陈玉壶看了许斐心一眼,“你不明白吗?我就是舍不得他,才要放他走。”
“洛书样样都好,他就该在广阔天地畅游,而不是在不见天日的楼里蹉跎光阴。”
“斐心,你想想,什么才是真的喜欢?”
许斐心看着陈玉壶怔然。
姨父对姨母,父亲对母亲……舅父对待舅母……韩城对那个贱人……
一幕幕闪过,许斐心突然觉得自己曾经好像白活了。
而今天出去主事的洛书也遭到了大家的侧目,有夫人直接上手抚了一下耳坠。
调笑着说:“看来今天玉老板来了,怪不得洛书这么精神。”
洛书矜持的笑了一下,并不多说话,很有管事的那个味道。
一个戴着黑色幂篱的夫人见状笑着说:“玉老板是真的疼你,听说她已经在组建商队,要把你放出去呢!”

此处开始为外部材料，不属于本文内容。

//! Crate-level error types shared by the cache, signer, configuration, and pipeline.

// self
use crate::_prelude::*;

/// Crate-wide result type alias returning [`Error`] by default.
pub type Result<T, E = Error> = std::result::Result<T, E>;

type BoxError = Box<dyn StdError + Send + Sync>;

/// Canonical error exposed by the signing pipeline.
#[derive(Debug, ThisError)]
pub enum Error {
	/// Local configuration problem.
	#[error(transparent)]
	Config(#[from] ConfigError),
	/// Policy document could not be signed.
	#[error(transparent)]
	Signing(#[from] SigningError),

	/// Secret store reported a failure while refreshing cached key material.
	#[error("Secret material for cache `{cache}` could not be fetched.")]
	Secret {
		/// Label of the cache whose refresh failed.
		cache: String,
		/// Opaque failure reported by the secret store.
		#[source]
		source: BoxError,
	},
	/// Secret store did not answer within the cache's fetch timeout.
	#[error("Secret fetch for cache `{cache}` timed out after {timeout:?}.")]
	SecretTimeout {
		/// Label of the cache whose refresh timed out.
		cache: String,
		/// Configured fetch timeout.
		timeout: StdDuration,
	},
	/// Requested resource path cannot be signed below the protected prefix.
	#[error("Resource path `{path}` cannot be signed: {reason}.")]
	InvalidResource {
		/// Offending path.
		path: String,
		/// Why the path was rejected.
		reason: &'static str,
		/// Underlying parsing failure, if the URL did not parse.
		#[source]
		source: Option<url::ParseError>,
	},
}

/// Configuration and validation failures.
#[derive(Clone, Debug, PartialEq, Eq, ThisError)]
pub enum ConfigError {
	/// Distribution domain is required to build resource URLs.
	#[error("Missing distribution domain.")]
	MissingDistributionDomain,
	/// Key pair identifier is required in every signed URL.
	#[error("Missing key pair identifier.")]
	MissingKeyPairId,
	/// Distribution domain must be a bare host name.
	#[error("Distribution domain `{domain}` is not a valid host.")]
	InvalidDistributionDomain {
		/// Domain that failed validation.
		domain: String,
	},
	/// Protected prefix must be a single non-empty path segment.
	#[error("Protected prefix `{prefix}` must be a single non-empty path segment.")]
	InvalidProtectedPrefix {
		/// Prefix that failed validation.
		prefix: String,
	},
	/// Quantization windows must be strictly positive.
	#[error("Expiry window must be positive, got {window}.")]
	InvalidWindow {
		/// Window that failed validation.
		window: Duration,
	},
	/// Lead time shorter than the window could yield expiries in the past.
	#[error("Expiry lead {lead} must be at least as long as the window {window}.")]
	LeadShorterThanWindow {
		/// Configured window.
		window: Duration,
		/// Configured lead.
		lead: Duration,
	},
	/// Secret cache TTL cannot be negative.
	#[error("Secret cache TTL must not be negative, got {ttl}.")]
	NegativeTtl {
		/// TTL that failed validation.
		ttl: Duration,
	},
	/// Quantized expiry falls outside the representable time range.
	#[error("Quantized expiry falls outside the supported time range.")]
	ExpiryOutOfRange,
	/// Environment variable is present but cannot be parsed.
	#[error("Environment variable `{var}` has an invalid value `{value}`.")]
	InvalidEnv {
		/// Variable name.
		var: &'static str,
		/// Raw value that failed to parse.
		value: String,
	},
}

/// Failures raised while producing a policy signature.
#[derive(Debug, ThisError)]
pub enum SigningError {
	/// Key material cannot be used by the signer.
	#[error("Key material is unusable: {reason}.")]
	InvalidKey {
		/// Signer-supplied reason string.
		reason: &'static str,
	},
	/// Policy document could not be serialized.
	#[error("Policy document could not be serialized.")]
	Policy(#[from] serde_json::Error),
	/// RSA backend refused to produce a signature.
	#[error("RSA signing failed.")]
	Rsa(#[from] rsa::signature::Error),
}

洛书的神色不变,“低贱之人,主子说我在哪儿,那我就在哪儿,只要明楼在,主子在。”
各位夫人没看见洛书变脸,还有点遗憾。
在各位夫人看不见的地方,洛书转身,神色严肃了几分。
他不能说不愿意,他知道她是为了他好。
他也舍不得辜负。
许斐心再次给陈玉壶倒酒,陈玉壶喝了不少,一点没醉。
倒是许斐心自己没喝多少,却已经红了脸。